(Originally written for GoEast Mandarin.)
My hometown Hattem has around 11,000 citizens, with on the north the river the Ijssel, and on the south the biggest forest of the Netherlands, the Veluwe, teeming with life and fields thick of heather.
There are two bus stops, with a bus every two hours — but not on the weekends or evenings. There’s no train station, but sometimes there’s a ferry to the other side of the river. The supermarket closes at 20:00, and doesn’t even bother opening on Sundays. Every sixty minutes the church bells ring to mark the passing of the hour. There’s no convenience store or cinema. And to reach my high school, I had to cycle 10 kilometers every day to the nearest big city.
And to me it seems the farthest anyone could get from Shanghai.
Hattem has, though, one Chinese restaurant. Atop brick walls painted white hangs a sign “Kota Radja”, which is a name often used for Chinese or Indonesian restaurants in the Netherlands (Indonesia being a former Dutch-colony).
For a dinner with my parents, we were selecting Cantonese and Sichuanese dishes, made less spicy and sweeter to tailor to Dutch tastebuds. And I asked the waiter if he could speak Mandarin. “Ah, that’s a long time ago! I moved here 30 years ago!”, but he spoke just fine. In Mandarin we spoke about my life in Shanghai, and his life and the journey in the pre-internet era, from the South of China to my hometown. He had left his family behind and started a life in Hattem, a kind of opposite journey of mine. I had never thought about my hometown as a fresh and intimidating place, but it must have been like that to him, 30 years ago. My parents looked on, but couldn’t understand a word of our conversation.

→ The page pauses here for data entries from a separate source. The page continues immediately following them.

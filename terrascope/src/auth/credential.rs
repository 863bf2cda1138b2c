//! Credential manager with expiry-aware renewal.

use std::fmt;
use std::sync::atomic::{AtomicU64, Ordering};
use std::sync::Arc;
use std::time::{Duration, Instant};

use parking_lot::RwLock;
use tracing::{debug, info, warn};

use super::endpoint::TokenEndpoint;
use super::error::AuthError;

/// Margin subtracted from the provider-declared lifetime so a token never
/// expires while a call made with it is in flight.
pub const TOKEN_SAFETY_MARGIN: Duration = Duration::from_secs(60);

/// Longest lifetime honoured from a token response; larger values are clamped.
pub const MAX_TOKEN_LIFETIME: Duration = Duration::from_secs(24 * 60 * 60);

/// OAuth client id and secret.
#[derive(Clone)]
pub struct ClientCredentials {
    client_id: String,
    client_secret: String,
}

impl ClientCredentials {
    pub fn new(client_id: impl Into<String>, client_secret: impl Into<String>) -> Self {
        Self {
            client_id: client_id.into(),
            client_secret: client_secret.into(),
        }
    }

    /// Builds credentials only when both halves are present and non-empty.
    pub fn from_parts(client_id: Option<String>, client_secret: Option<String>) -> Option<Self> {
        match (client_id, client_secret) {
            (Some(id), Some(secret)) if !id.is_empty() && !secret.is_empty() => {
                Some(Self::new(id, secret))
            }
            _ => None,
        }
    }

    pub fn client_id(&self) -> &str {
        &self.client_id
    }

    pub(crate) fn client_secret(&self) -> &str {
        &self.client_secret
    }
}

impl fmt::Debug for ClientCredentials {
    fn fmt(&self, f: &mut fmt::Formatter<'_>) -> fmt::Result {
        f.debug_struct("ClientCredentials")
            .field("client_id", &self.client_id)
            .field("client_secret", &"<redacted>")
            .finish()
    }
}

/// A bearer token ready to attach to an outbound call.
///
/// The raw token is only reachable as a complete `Authorization` header value.
#[derive(Clone)]
pub struct BearerToken(Arc<str>);

impl BearerToken {
    /// Value for the `Authorization` header.
    pub fn header_value(&self) -> String {
        format!("Bearer {}", self.0)
    }
}

impl fmt::Debug for BearerToken {
    fn fmt(&self, f: &mut fmt::Formatter<'_>) -> fmt::Result {
        f.write_str("BearerToken(<redacted>)")
    }
}

/// The held OAuth credential.
///
/// Replaced wholesale on renewal, never updated in place.
#[derive(Clone)]
pub struct ProviderCredential {
    token: BearerToken,
    expires_at: Instant,
}

impl ProviderCredential {
    /// Creates a credential issued at `issued_at` with the declared lifetime.
    ///
    /// The lifetime is capped at [`MAX_TOKEN_LIFETIME`]. An expiry that still
    /// cannot be represented yields an already-expired credential.
    pub fn new(access_token: &str, issued_at: Instant, lifetime: Duration) -> Self {
        let usable = lifetime
            .min(MAX_TOKEN_LIFETIME)
            .saturating_sub(TOKEN_SAFETY_MARGIN);
        Self {
            token: BearerToken(Arc::from(access_token)),
            expires_at: issued_at.checked_add(usable).unwrap_or(issued_at),
        }
    }

    pub fn expires_at(&self) -> Instant {
        self.expires_at
    }

    /// True while `now` is strictly before the expiry instant.
    #[inline]
    pub fn is_valid_at(&self, now: Instant) -> bool {
        now < self.expires_at
    }
}

impl fmt::Debug for ProviderCredential {
    fn fmt(&self, f: &mut fmt::Formatter<'_>) -> fmt::Result {
        f.debug_struct("ProviderCredential")
            .field("token", &self.token)
            .field("expires_at", &self.expires_at)
            .finish()
    }
}

/// Supplies a currently-valid bearer token for the imagery provider.
///
/// The fast path takes a read lock and compares one `Instant`. Concurrent
/// callers that all observe an expired slot may each renew; the exchange is
/// safe to repeat and the last successful renewal wins the slot.
pub struct CredentialManager {
    credentials: Option<ClientCredentials>,
    endpoint: Arc<dyn TokenEndpoint>,
    slot: RwLock<Option<ProviderCredential>>,
    renewals: AtomicU64,
}

impl CredentialManager {
    /// Creates a manager with an empty credential slot.
    ///
    /// # Arguments
    ///
    /// * `credentials` - Client id and secret, `None` when unconfigured
    /// * `endpoint` - Token endpoint used for exchanges
    pub fn new(credentials: Option<ClientCredentials>, endpoint: Arc<dyn TokenEndpoint>) -> Self {
        Self {
            credentials,
            endpoint,
            slot: RwLock::new(None),
            renewals: AtomicU64::new(0),
        }
    }

    /// Returns true if a client id and secret are configured.
    pub fn is_configured(&self) -> bool {
        self.credentials.is_some()
    }

    /// Number of successful token exchanges performed so far.
    pub fn renewal_count(&self) -> u64 {
        self.renewals.load(Ordering::Relaxed)
    }

    /// Returns the held token if it is still valid, without any I/O.
    pub fn cached_token(&self) -> Option<BearerToken> {
        let now = Instant::now();
        self.slot
            .read()
            .as_ref()
            .filter(|credential| credential.is_valid_at(now))
            .map(|credential| credential.token.clone())
    }

    /// Returns a valid bearer token, renewing it first when needed.
    ///
    /// On failure the held credential is left untouched.
    pub async fn get_token(&self) -> Result<BearerToken, AuthError> {
        if let Some(token) = self.cached_token() {
            return Ok(token);
        }

        let credentials = self
            .credentials
            .as_ref()
            .ok_or(AuthError::MissingCredentials)?;

        debug!(client_id = %credentials.client_id(), "Provider credential absent or expired, renewing");

        let issued_at = Instant::now();
        let grant = match self.endpoint.exchange(credentials).await {
            Ok(grant) => grant,
            Err(e) => {
                warn!(error = %e, "Token exchange failed");
                return Err(e);
            }
        };

        if grant.access_token.is_empty() {
            return Err(AuthError::InvalidResponse(
                "empty access_token".to_string(),
            ));
        }

        let credential = ProviderCredential::new(
            &grant.access_token,
            issued_at,
            Duration::from_secs(grant.expires_in),
        );
        let token = credential.token.clone();
        *self.slot.write() = Some(credential);
        self.renewals.fetch_add(1, Ordering::Relaxed);

        info!(expires_in_secs = grant.expires_in, "Provider credential renewed");
        Ok(token)
    }

    /// Drops the held credential so the next call renews.
    pub fn invalidate(&self) {
        *self.slot.write() = None;
    }
}

#[cfg(test)]
mod tests {
    use super::*;
    use crate::auth::TokenGrant;
    use futures::future::BoxFuture;
    use std::sync::atomic::AtomicUsize;

    /// Fake token endpoint counting exchanges.
    struct FakeEndpoint {
        calls: AtomicUsize,
        expires_in: u64,
        fail_with: Option<AuthError>,
    }

    impl FakeEndpoint {
        fn ok(expires_in: u64) -> Self {
            Self {
                calls: AtomicUsize::new(0),
                expires_in,
                fail_with: None,
            }
        }

        fn failing(err: AuthError) -> Self {
            Self {
                calls: AtomicUsize::new(0),
                expires_in: 0,
                fail_with: Some(err),
            }
        }

        fn calls(&self) -> usize {
            self.calls.load(Ordering::SeqCst)
        }
    }

    impl TokenEndpoint for FakeEndpoint {
        fn exchange<'a>(
            &'a self,
            _credentials: &'a ClientCredentials,
        ) -> BoxFuture<'a, Result<TokenGrant, AuthError>> {
            Box::pin(async move {
                let n = self.calls.fetch_add(1, Ordering::SeqCst) + 1;
                match &self.fail_with {
                    Some(err) => Err(err.clone()),
                    None => Ok(TokenGrant {
                        access_token: format!("token-{}", n),
                        expires_in: self.expires_in,
                    }),
                }
            })
        }
    }

    fn manager(endpoint: Arc<FakeEndpoint>) -> CredentialManager {
        CredentialManager::new(Some(ClientCredentials::new("id", "secret")), endpoint)
    }

    #[tokio::test]
    async fn test_token_reused_within_validity() {
        let endpoint = Arc::new(FakeEndpoint::ok(3600));
        let manager = manager(endpoint.clone());

        let first = manager.get_token().await.unwrap();
        let second = manager.get_token().await.unwrap();

        assert_eq!(endpoint.calls(), 1);
        assert_eq!(first.header_value(), second.header_value());
        assert_eq!(manager.renewal_count(), 1);
    }

    #[tokio::test]
    async fn test_token_renewed_after_expiry() {
        // A 60s lifetime minus the 60s margin expires immediately.
        let endpoint = Arc::new(FakeEndpoint::ok(60));
        let manager = manager(endpoint.clone());

        let first = manager.get_token().await.unwrap();
        let second = manager.get_token().await.unwrap();

        assert_eq!(endpoint.calls(), 2);
        assert_eq!(first.header_value(), "Bearer token-1");
        assert_eq!(second.header_value(), "Bearer token-2");
    }

    #[tokio::test]
    async fn test_missing_credentials_never_calls_endpoint() {
        let endpoint = Arc::new(FakeEndpoint::ok(3600));
        let manager = CredentialManager::new(None, endpoint.clone());

        let result = manager.get_token().await;
        assert_eq!(result.unwrap_err(), AuthError::MissingCredentials);
        assert_eq!(endpoint.calls(), 0);
        assert!(!manager.is_configured());
    }

    #[tokio::test]
    async fn test_failed_exchange_keeps_slot_empty() {
        let endpoint = Arc::new(FakeEndpoint::failing(AuthError::Rejected {
            status: 401,
            reason: "Unauthorized".to_string(),
        }));
        let manager = manager(endpoint.clone());

        assert!(manager.get_token().await.is_err());
        assert!(manager.cached_token().is_none());
        assert_eq!(manager.renewal_count(), 0);

        // No negative caching: the next call tries again.
        assert!(manager.get_token().await.is_err());
        assert_eq!(endpoint.calls(), 2);
    }

    #[tokio::test]
    async fn test_invalidate_forces_renewal() {
        let endpoint = Arc::new(FakeEndpoint::ok(3600));
        let manager = manager(endpoint.clone());

        manager.get_token().await.unwrap();
        manager.invalidate();
        manager.get_token().await.unwrap();

        assert_eq!(endpoint.calls(), 2);
    }

    #[test]
    fn test_credential_expiry_applies_margin() {
        let issued = Instant::now();
        let credential = ProviderCredential::new("t", issued, Duration::from_secs(3600));
        assert_eq!(credential.expires_at(), issued + Duration::from_secs(3540));
        assert!(credential.is_valid_at(issued));
        assert!(!credential.is_valid_at(issued + Duration::from_secs(3540)));
    }

    #[tokio::test]
    async fn test_huge_declared_lifetime_is_clamped() {
        let endpoint = Arc::new(FakeEndpoint::ok(u64::MAX));
        let manager = manager(endpoint.clone());

        let before = Instant::now();
        let token = manager.get_token().await.unwrap();
        assert_eq!(token.header_value(), "Bearer token-1");

        let held = manager.slot.read().clone().unwrap();
        assert!(held.expires_at() <= Instant::now() + MAX_TOKEN_LIFETIME);
        assert!(held.is_valid_at(before));

        manager.get_token().await.unwrap();
        assert_eq!(endpoint.calls(), 1);
    }

    #[test]
    fn test_credential_lifetime_capped() {
        let issued = Instant::now();
        let credential = ProviderCredential::new("t", issued, Duration::from_secs(u64::MAX));
        assert_eq!(
            credential.expires_at(),
            issued + MAX_TOKEN_LIFETIME - TOKEN_SAFETY_MARGIN
        );
    }

    #[test]
    fn test_short_lifetime_is_already_expired() {
        let issued = Instant::now();
        let credential = ProviderCredential::new("t", issued, Duration::from_secs(30));
        assert!(!credential.is_valid_at(issued));
    }

    #[test]
    fn test_from_parts_requires_both_values() {
        assert!(ClientCredentials::from_parts(Some("id".into()), None).is_none());
        assert!(ClientCredentials::from_parts(None, Some("s".into())).is_none());
        assert!(ClientCredentials::from_parts(Some("".into()), Some("s".into())).is_none());
        assert!(ClientCredentials::from_parts(Some("id".into()), Some("s".into())).is_some());
    }

    #[test]
    fn test_debug_output_redacts_secrets() {
        let creds = ClientCredentials::new("my-id", "my-secret");
        let debug = format!("{:?}", creds);
        assert!(debug.contains("my-id"));
        assert!(!debug.contains("my-secret"));

        let credential = ProviderCredential::new("raw-token", Instant::now(), Duration::from_secs(3600));
        assert!(!format!("{:?}", credential).contains("raw-token"));
    }
}
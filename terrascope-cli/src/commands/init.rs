//! Init command - initialize configuration file.

use terrascope::config::{
    config_file_path, ConfigFile, ENV_CLIENT_ID, ENV_CLIENT_SECRET, ENV_WEATHER_API_KEY,
};

use crate::error::CliError;

/// Run the init command. An existing file is left untouched.
pub fn run() -> Result<(), CliError> {
    let path = config_file_path();

    if path.exists() {
        println!("Configuration file already exists:");
        println!("  {}", path.display());
    } else {
        ConfigFile::default().save()?;
        println!("Created configuration file:");
        println!("  {}", path.display());
    }

    println!();
    println!("Credentials can live in the file or in the environment:");
    println!("  {}      Sentinel Hub OAuth client id", ENV_CLIENT_ID);
    println!("  {}  Sentinel Hub OAuth client secret", ENV_CLIENT_SECRET);
    println!("  {}         OpenWeatherMap API key", ENV_WEATHER_API_KEY);
    println!();
    println!("Environment variables override config file values.");
    Ok(())
}
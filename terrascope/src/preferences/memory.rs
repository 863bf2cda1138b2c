//! In-memory preferences store.

use std::sync::atomic::{AtomicU64, Ordering};

use chrono::Utc;
use dashmap::DashMap;
use futures::future::BoxFuture;
use tracing::debug;

use super::types::{MapPreferences, MapPreferencesUpdate, PreferencesError, PreferencesStore, UserId};

/// Non-durable store keyed by user id. Contents are lost on restart.
#[derive(Debug)]
pub struct InMemoryPreferencesStore {
    records: DashMap<UserId, MapPreferences>,
    next_id: AtomicU64,
}

impl InMemoryPreferencesStore {
    pub fn new() -> Self {
        Self {
            records: DashMap::new(),
            next_id: AtomicU64::new(1),
        }
    }

    pub fn len(&self) -> usize {
        self.records.len()
    }

    pub fn is_empty(&self) -> bool {
        self.records.is_empty()
    }
}

impl Default for InMemoryPreferencesStore {
    fn default() -> Self {
        Self::new()
    }
}

impl PreferencesStore for InMemoryPreferencesStore {
    fn get(&self, user_id: UserId) -> BoxFuture<'_, Result<Option<MapPreferences>, PreferencesError>> {
        let record = self.records.get(&user_id).map(|r| r.value().clone());
        Box::pin(async move { Ok(record) })
    }

    fn update(
        &self,
        user_id: UserId,
        patch: MapPreferencesUpdate,
    ) -> BoxFuture<'_, Result<MapPreferences, PreferencesError>> {
        Box::pin(async move {
            let now = Utc::now();
            // The entry guard holds the shard lock, so the merge is atomic per user.
            let mut record = self.records.entry(user_id).or_insert_with(|| {
                let id = self.next_id.fetch_add(1, Ordering::Relaxed);
                debug!(user_id, id, "Creating map preferences");
                MapPreferences::with_defaults(id, user_id, now)
            });
            record.apply(patch, now);
            Ok(record.clone())
        })
    }
}
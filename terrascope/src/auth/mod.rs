//! OAuth client-credentials authentication for the imagery provider
//!
//! The [`CredentialManager`] hands out a currently-valid bearer token,
//! exchanging the configured client id and secret for a new one whenever the
//! held credential is absent or expired.
//!
//! # Example
//!
//! ```ignore
//! use std::sync::Arc;
//! use terrascope::auth::{ClientCredentials, CredentialManager, OAuthTokenEndpoint};
//!
//! let endpoint = OAuthTokenEndpoint::new(http_client, DEFAULT_TOKEN_URL);
//! let manager = CredentialManager::new(
//!     Some(ClientCredentials::new("id", "secret")),
//!     Arc::new(endpoint),
//! );
//! let token = manager.get_token().await?;
//! ```

mod credential;
mod endpoint;
mod error;

pub use credential::{
    BearerToken, ClientCredentials, CredentialManager, ProviderCredential, MAX_TOKEN_LIFETIME,
    TOKEN_SAFETY_MARGIN,
};
pub use endpoint::{OAuthTokenEndpoint, TokenEndpoint, TokenGrant, DEFAULT_TOKEN_URL};
pub use error::AuthError;
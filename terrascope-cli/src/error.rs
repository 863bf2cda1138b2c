//! CLI error type.

use std::fmt;

use terrascope::app::AppError;
use terrascope::config::ConfigError;
use terrascope::imagery::ImageryError;
use terrascope::logging::LoggingError;

/// Errors surfaced to the user by CLI commands.
#[derive(Debug)]
pub enum CliError {
    /// Invalid or unusable configuration.
    Config(String),

    /// Invalid command-line argument.
    InvalidArgument(String),

    /// Application failed to start or serve.
    App(AppError),

    /// Imagery fetch failed.
    Fetch(ImageryError),

    /// Failed to write an output file.
    Output(std::io::Error),

    /// Logging could not be initialized.
    Logging(LoggingError),
}

impl fmt::Display for CliError {
    fn fmt(&self, f: &mut fmt::Formatter<'_>) -> fmt::Result {
        match self {
            CliError::Config(msg) => write!(f, "Configuration error: {}", msg),
            CliError::InvalidArgument(msg) => write!(f, "Invalid argument: {}", msg),
            CliError::App(e) => write!(f, "{}", e),
            CliError::Fetch(e) => write!(f, "Imagery fetch failed ({}): {}", e.kind(), e),
            CliError::Output(e) => write!(f, "Failed to write output: {}", e),
            CliError::Logging(e) => write!(f, "{}", e),
        }
    }
}

impl std::error::Error for CliError {
    fn source(&self) -> Option<&(dyn std::error::Error + 'static)> {
        match self {
            CliError::App(e) => Some(e),
            CliError::Fetch(e) => Some(e),
            CliError::Output(e) => Some(e),
            CliError::Logging(e) => Some(e),
            CliError::Config(_) | CliError::InvalidArgument(_) => None,
        }
    }
}

impl From<ConfigError> for CliError {
    fn from(e: ConfigError) -> Self {
        CliError::Config(e.to_string())
    }
}

impl From<AppError> for CliError {
    fn from(e: AppError) -> Self {
        CliError::App(e)
    }
}

impl From<ImageryError> for CliError {
    fn from(e: ImageryError) -> Self {
        CliError::Fetch(e)
    }
}

#[cfg(test)]
mod tests {
    use super::*;

    #[test]
    fn test_config_error_message() {
        let err = CliError::from(ConfigError::UnknownKey("a.b".to_string()));
        assert_eq!(
            err.to_string(),
            "Configuration error: Unknown configuration key 'a.b'"
        );
    }
}
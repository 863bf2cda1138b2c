//! Rendered image payloads.

use base64::engine::general_purpose::STANDARD;
use base64::Engine;
use bytes::Bytes;

/// Content type assumed when the provider does not declare an image type.
pub const DEFAULT_CONTENT_TYPE: &str = "image/png";

/// An encoded image as returned by the provider.
#[derive(Debug, Clone, PartialEq, Eq)]
pub struct Artifact {
    content_type: String,
    bytes: Bytes,
}

impl Artifact {
    pub fn new(content_type: impl Into<String>, bytes: impl Into<Bytes>) -> Self {
        Self {
            content_type: content_type.into(),
            bytes: bytes.into(),
        }
    }

    /// Creates a PNG artifact.
    pub fn png(bytes: impl Into<Bytes>) -> Self {
        Self::new(DEFAULT_CONTENT_TYPE, bytes)
    }

    pub fn content_type(&self) -> &str {
        &self.content_type
    }

    pub fn bytes(&self) -> &Bytes {
        &self.bytes
    }

    pub fn len(&self) -> usize {
        self.bytes.len()
    }

    pub fn is_empty(&self) -> bool {
        self.bytes.is_empty()
    }

    /// Encodes the artifact as a `data:` URI.
    pub fn to_data_uri(&self) -> String {
        format!(
            "data:{};base64,{}",
            self.content_type,
            STANDARD.encode(&self.bytes)
        )
    }
}
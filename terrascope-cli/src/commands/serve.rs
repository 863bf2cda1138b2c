//! Serve command - run the HTTP service until Ctrl+C.

use std::net::SocketAddr;

use console::style;
use terrascope::app::TerrascopeApp;
use terrascope::config::format_size;
use tracing::warn;

use super::load_app_config;
use crate::error::CliError;

/// Run the serve command.
pub async fn run(bind: Option<SocketAddr>) -> Result<(), CliError> {
    let (file, mut config) = load_app_config()?;
    if let Some(bind) = bind {
        config = config.with_bind(bind);
    }

    println!("{}", style(format!("Terrascope v{}", terrascope::VERSION)).bold());
    println!("==================");
    println!();
    println!("Listen:     http://{}", config.bind);
    println!(
        "Cache:      {} memory, {}h TTL, sweep every {}s",
        format_size(config.cache.max_size_bytes),
        file.cache.ttl_hours,
        config.cache.sweep_interval.as_secs()
    );
    if config.sentinel_hub.credentials.is_some() {
        println!("Imagery:    Sentinel Hub credentials configured");
    } else {
        println!(
            "Imagery:    {}",
            style("Sentinel Hub credentials NOT configured").yellow()
        );
        println!("            Set sentinel_hub.client_id and client_secret, or the");
        println!("            SENTINEL_HUB_CLIENT_ID / SENTINEL_HUB_CLIENT_SECRET variables.");
    }
    println!();
    println!("Press Ctrl+C to stop");
    println!();

    let app = TerrascopeApp::start(config).await?;
    let result = app.serve(shutdown_signal()).await;

    println!();
    let stats = app.orchestrator().stats();
    println!("Session Summary");
    println!("───────────────");
    println!(
        "  Requests:       {} ({} hits, {} misses)",
        stats.requests, stats.cache_hits, stats.cache_misses
    );
    println!(
        "  Provider calls: {} ({} coalesced waits)",
        stats.provider_calls, stats.coalesced
    );
    println!("  Failures:       {}", stats.failures);

    app.shutdown().await;
    result.map_err(CliError::from)
}

async fn shutdown_signal() {
    if let Err(e) = tokio::signal::ctrl_c().await {
        warn!(error = %e, "Failed to listen for Ctrl+C; shutting down");
    }
    println!();
    println!("Received shutdown signal, stopping...");
}
//! Satellite imagery request orchestration
//!
//! Turns an [`ImageryRequest`] into a rendered image [`Artifact`]:
//!
//! ```text
//! ImageryRequest ──► validate ──► Fingerprint ──► ImageryCache
//!                                                  │ hit ──► Artifact (cached)
//!                                                  │ miss
//!                                                  ▼
//!                       CredentialManager ──► ImageryProvider ──► cache put ──► Artifact
//! ```
//!
//! Concurrent misses for the same fingerprint share a single provider call,
//! and the provider call runs on its own task so a caller that goes away does
//! not abort it.

mod artifact;
mod coalescer;
mod error;
mod fingerprint;
mod orchestrator;
mod request;
mod stats;
mod window;

pub use artifact::{Artifact, DEFAULT_CONTENT_TYPE};
pub use error::{ImageryError, ValidationError};
pub use fingerprint::Fingerprint;
pub use orchestrator::{FetchOutcome, ImageryOrchestrator};
pub use request::{
    validate, ImageryRequest, ValidatedRequest, MAX_CLOUD_COVERAGE, MAX_DIMENSION, MIN_DIMENSION,
};
pub use stats::{ImageryStats, ImageryStatsSnapshot};
pub use window::{TimeWindow, DEFAULT_WINDOW_DAYS};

I also spoke Mandarin in Amsterdam, in a store and a restaurant. There, the waiter was less patient with me. “啊?! 你说什么? 你要什么?!!!” “A?! Nǐ shuō shénme? Nǐ yào shénme?!!!” I refused to speak Dutch or English, or point at pictures. I explained to her I’m learning Mandarin and would really like to order in Chinese. Eventually all the dishes ended up on the table.
For 15 years I’ve lived in my hometown and for 5 years I’ve lived in Amsterdam. To talk Mandarin there — especially in my hometown Hattem — means the Chinese people and language have really spread all over the globe. This language now connects me to so many people in China. And now it even connects my past, present and future.